Tortellini Soup Recipe

Tortellini Soup Recipe


Ingredients


Broth:

750 ml water

1 bouillon cube (vegetables)

60 g butter (we used almond butter)

70 g tomato paste

1 tablespoon balsamic vinegar

1 teaspoon salt

1/2 teaspoon garlic powder

1/2 teaspoon oregano

1/2 teaspoon thyme

1/2 teaspoon pepper

1 teaspoon hot sauce (optional)

1 tablespoon olive oil

1 onion

2 carrots (about 140 g)

4 cloves garlic

400 g peeled and crushed tomatoes

60 g spinach (fresh)

5 g basil

300 g tortellini





Preparation


Broth: In a tall saucepan, dissolve the bouillon cube in the hot water. Transfer the broth to the blender jar. Add the butter, tomato paste, vinegar, salt, garlic, oregano, thyme, pepper and hot sauce.

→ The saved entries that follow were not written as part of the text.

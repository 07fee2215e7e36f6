//! iotsa REST client module.

mod client;
#[cfg(test)]
pub(crate) mod stub;

pub use client::{IotsaConfig, IotsaDevice, IotsaError, Protocol, DEFAULT_PORT, DEFAULT_TIMEOUT_SECS};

Beat until smooth. Be careful not to burn yourself. Set the mixture aside.

In a large saucepan, add the oil and sauté the chopped onions and carrots for about 4 minutes over medium-high heat.

When the onions are translucent, add the crushed garlic and continue sautéing for 1 minute.


Add the broth, tomatoes (peeled and crushed), chopped spinach and basil. Bring to a boil.

Add the tortellini and cook according to the instructions on the package (cooking time varies from one brand to another).

It's ready!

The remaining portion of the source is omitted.